HW 8 due March 30.
1. Consider the charitable contributions data set. But use only CHARITY and DEPS in the analysis.
Consider the model specified by the R syntax lm(CHARITY ~ DEPS) first.
A. What is the theoretical model for E(CHARITY | DEPS =x) corresponding to the R syntax?
B. How do you interpret the parameters of the theoretical model?
C. Explain why the theoretical model in A. is wrong as it applies to charitable contributions,
without doing any data analysis. (Note: Unlike the example in the book, where the predictor
was “location,” DEPS is in fact ordinal, so the linear model is not nearly as silly for DEPS as it
was for location. In other words, don’t use the same argument given in Chapter 10. Consider
something you learned earlier, maybe in Chapter 1?)
D. Graph the scatterplot and overlay the fitted model.
2. Consider again the charitable contributions data set. Again use only CHARITY and DEPS in the
analysis. But now consider the model specified by the R syntax lm(CHARITY ~ as.factor(DEPS)) .
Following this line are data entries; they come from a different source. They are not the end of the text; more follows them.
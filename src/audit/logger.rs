//! Audit logger for the append-only audit log
//!
//! Each entry is written as a single JSON line and flushed immediately.

use std::fs::{File, OpenOptions};
use std::io::{BufRead, BufReader, Write};
use std::path::PathBuf;

use tracing::warn;

use super::entry::{AuditEntry, Operation, Status};
use super::AuditSink;
use crate::error::{BackupError, BackupResult};

/// Handles writing audit entries to the audit log file (JSONL)
pub struct AuditLogger {
    log_path: PathBuf,
}

impl AuditLogger {
    /// Create a new AuditLogger that writes to the specified path
    pub fn new(log_path: PathBuf) -> Self {
        Self { log_path }
    }

    /// Append the entry as a JSON line
    pub fn log(&self, entry: &AuditEntry) -> BackupResult<()> {
        if let Some(dir) = self.log_path.parent() {
            std::fs::create_dir_all(dir)?;
        }

        let mut line = serde_json::to_vec(entry)?;
        line.push(b'\n');

        // One write per entry keeps concurrent appenders from interleaving
        let mut file = OpenOptions::new()
            .create(true)
            .append(true)
            .open(&self.log_path)
            .map_err(|e| BackupError::Io(format!("Cannot open audit log {}: {}", self.log_path.display(), e)))?;
        file.write_all(&line)?;
        file.flush()?;
        Ok(())
    }

    /// Entries in file order; malformed lines are skipped with a warning
    pub fn read_all(&self) -> BackupResult<Vec<AuditEntry>> {
        let file = match File::open(&self.log_path) {
            Ok(file) => file,
            Err(e) if e.kind() == std::io::ErrorKind::NotFound => return Ok(Vec::new()),
            Err(e) => return Err(e.into()),
        };

        let mut entries = Vec::new();
        for (index, line) in BufReader::new(file).lines().enumerate() {
            let line = line?;
            if line.trim().is_empty() {
                continue;
            }
            match serde_json::from_str::<AuditEntry>(&line) {
                Ok(entry) => entries.push(entry),
                Err(e) => warn!(line = index + 1, error = %e, "Skipping malformed audit entry"),
            }
        }
        Ok(entries)
    }

    /// Read the most recent N entries from the log
    pub fn read_recent(&self, count: usize) -> BackupResult<Vec<AuditEntry>> {
        let all_entries = self.read_all()?;
        let start = all_entries.len().saturating_sub(count);
        Ok(all_entries[start..].to_vec())
    }

    pub fn path(&self) -> &PathBuf {
        &self.log_path
    }
}

impl AuditSink for AuditLogger {
    fn record(&self, operation: Operation, profile: &str, status: Status, details: serde_json::Value) {
        let entry = AuditEntry::new(operation, profile, status, details);
        if let Err(e) = self.log(&entry) {
            warn!(error = %e, operation = %operation, "Failed to write audit entry");
        }
    }
}
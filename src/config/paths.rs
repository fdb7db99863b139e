//! Path management for TermBackup
//!
//! ## Path Resolution Order
//!
//! 1. `TERMBACKUP_HOME` environment variable (if set)
//! 2. Unix (Linux/macOS): `$XDG_CONFIG_HOME/termbackup` or `~/.config/termbackup`
//! 3. Windows: `%APPDATA%\termbackup`

use std::path::PathBuf;

use crate::error::{BackupError, BackupResult};

/// Manages all local paths used by TermBackup
#[derive(Debug, Clone)]
pub struct TermBackupPaths {
    /// Base directory for all TermBackup data
    base_dir: PathBuf,
}

impl TermBackupPaths {
    /// Resolve the base directory from the environment
    ///
    /// # Errors
    ///
    /// Returns an error if the home directory cannot be determined.
    pub fn new() -> BackupResult<Self> {
        let base_dir = match std::env::var("TERMBACKUP_HOME") {
            Ok(custom) if !custom.is_empty() => PathBuf::from(custom),
            _ => resolve_default_path()?,
        };

        Ok(Self { base_dir })
    }

    /// Create TermBackupPaths with a custom base directory (useful for testing)
    pub fn with_base_dir(base_dir: PathBuf) -> Self {
        Self { base_dir }
    }

    pub fn base_dir(&self) -> &PathBuf {
        &self.base_dir
    }

    /// Get the path to the settings file
    pub fn settings_file(&self) -> PathBuf {
        self.base_dir.join("config.json")
    }

    /// Get the path to the audit log
    pub fn audit_log(&self) -> PathBuf {
        self.base_dir.join("audit.log")
    }

    /// Scratch space for archives being built, downloaded or re-encrypted
    pub fn tmp_dir(&self) -> PathBuf {
        self.base_dir.join("tmp")
    }

    /// Default root of the local remote store
    pub fn store_dir(&self) -> PathBuf {
        self.base_dir.join("store")
    }

    /// Password-encrypted Ed25519 signing key
    pub fn signing_key(&self) -> PathBuf {
        self.base_dir.join("signing_key.tbk")
    }

    /// Hex-encoded Ed25519 public key
    pub fn signing_pub(&self) -> PathBuf {
        self.base_dir.join("signing_key.pub")
    }

    /// Ensure the base and scratch directories exist
    pub fn ensure_directories(&self) -> BackupResult<()> {
        std::fs::create_dir_all(&self.base_dir)
            .map_err(|e| BackupError::Io(format!("Failed to create base directory: {}", e)))?;

        std::fs::create_dir_all(self.tmp_dir())
            .map_err(|e| BackupError::Io(format!("Failed to create tmp directory: {}", e)))?;

        Ok(())
    }

    /// Check if TermBackup has been initialized (config file exists)
    pub fn is_initialized(&self) -> bool {
        self.settings_file().exists()
    }
}

/// Resolve the default data directory path based on platform
#[cfg(not(windows))]
fn resolve_default_path() -> BackupResult<PathBuf> {
    let config_base = match std::env::var("XDG_CONFIG_HOME") {
        Ok(xdg) if !xdg.is_empty() => PathBuf::from(xdg),
        _ => {
            let home = std::env::var("HOME").map_err(|_| {
                BackupError::Config("HOME environment variable not set".into())
            })?;
            PathBuf::from(home).join(".config")
        }
    };
    Ok(config_base.join("termbackup"))
}

/// Resolve the default data directory path based on platform
#[cfg(windows)]
fn resolve_default_path() -> BackupResult<PathBuf> {
    let appdata = std::env::var("APPDATA")
        .map_err(|_| BackupError::Config("Could not determine APPDATA directory".into()))?;
    Ok(PathBuf::from(appdata).join("termbackup"))
}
A. What is the theoretical model for E(CHARITY | DEPS =x) corresponding to the R syntax?
B. How do you interpret the parameters of the theoretical model?
C. Explain why the theoretical model in A. is correct, as it applies to charitable contributions,
without doing any data analysis.
D. Graph the scatterplot and overlay the fitted model.
E. Comment on the difference between the appearance of the graphs in 1.D. and 2.D.
3. Read the data set clinical = read.table("http://westfall.ba.ttu.edu/isqs5349/Rdata/clinical.txt")
The dependent variable is the variable T4 in the data set, which is a doctor’s assessment of a
patient asthma symptoms, on a 0 – 4 scale. Consider first the two-way ANOVA model using
GENDER and DRUG (A=”Active”, P=”Placebo”) as predictors, with no interaction.
A. Specify the theoretical model and interpret all its parameters.
B. Estimate the theoretical model and draw the graph as shown in Figure 10.6.2.
C. This model states that the effect of DRUG is the same for men and women. Why might the
drug manufacturer like this to be true?
4. See the previous problem. Now consider first the two-way ANOVA model using GENDER and
DRUG (A=”Active”, P=”Placebo”) as predictors, with interaction.
A. Specify the theoretical model and interpret all its parameters.
B. Estimate the theoretical model and draw the graph as shown in Figure 10.6.3.
C. See the graph in B. Does the effect of DRUG appear to be different for Males and Females?
5. Consider the models of 4. Now include “Age” as a covariate. Call this model2, call the model in 4
model 1, and the model in 3 model0.
A. Explain why this sequence of the models is “nested”; i.e., explain why each in the sequence
is either full or restricted relative to the next.
B. Test all three models using the “anova” function in R and interpret the results.
6. Consider the (slightly farcical) example of predicting drownings from ice cream sales, given in
Chapter 6. See Figure 6.2.1 in particular. What “unmeasured confounders” can explain the
appearance of the graph?
7. Now consider the data set firms = read.csv("http://westfall.ba.ttu.edu/ISQS5347/firms.csv").
This is firm-level data, with a measure of Y = firm performance (perform_y) and a measure of X=
the extent to which the firm has adopted a particular performance-enhancing strategy
(strategy_x). There is also another variable called “code_3dig” which identifies the industry that
the firm is in.
A. Fit the model where Y is predicted as a function of X alone. Is the observed effect of X on Y
explainable by chance alone? Discuss. As part of your answer, explain (i) what “explainable
by chance alone” means, and (ii) what “explained by chance alone” means. Identify, as part
of your answer to (ii), the specific chance-only model in this case.
B. Fit the model where Y is predicted as a function of X and the fixed effects of industry, as
measured by “code_3dig.” Is the observed effect of X on Y explainable by chance alone in
this model? Discuss. As part of your answer, explain (i) what “explainable by chance alone”
means, and (ii) what “explained by chance alone” means. Identify, as part of your answer to
(ii), the specific chance-only model in this case.
C. Comparing your answers to A. and B., was there any indication of unobserved confounding
due to industry-specific unmeasured confounders?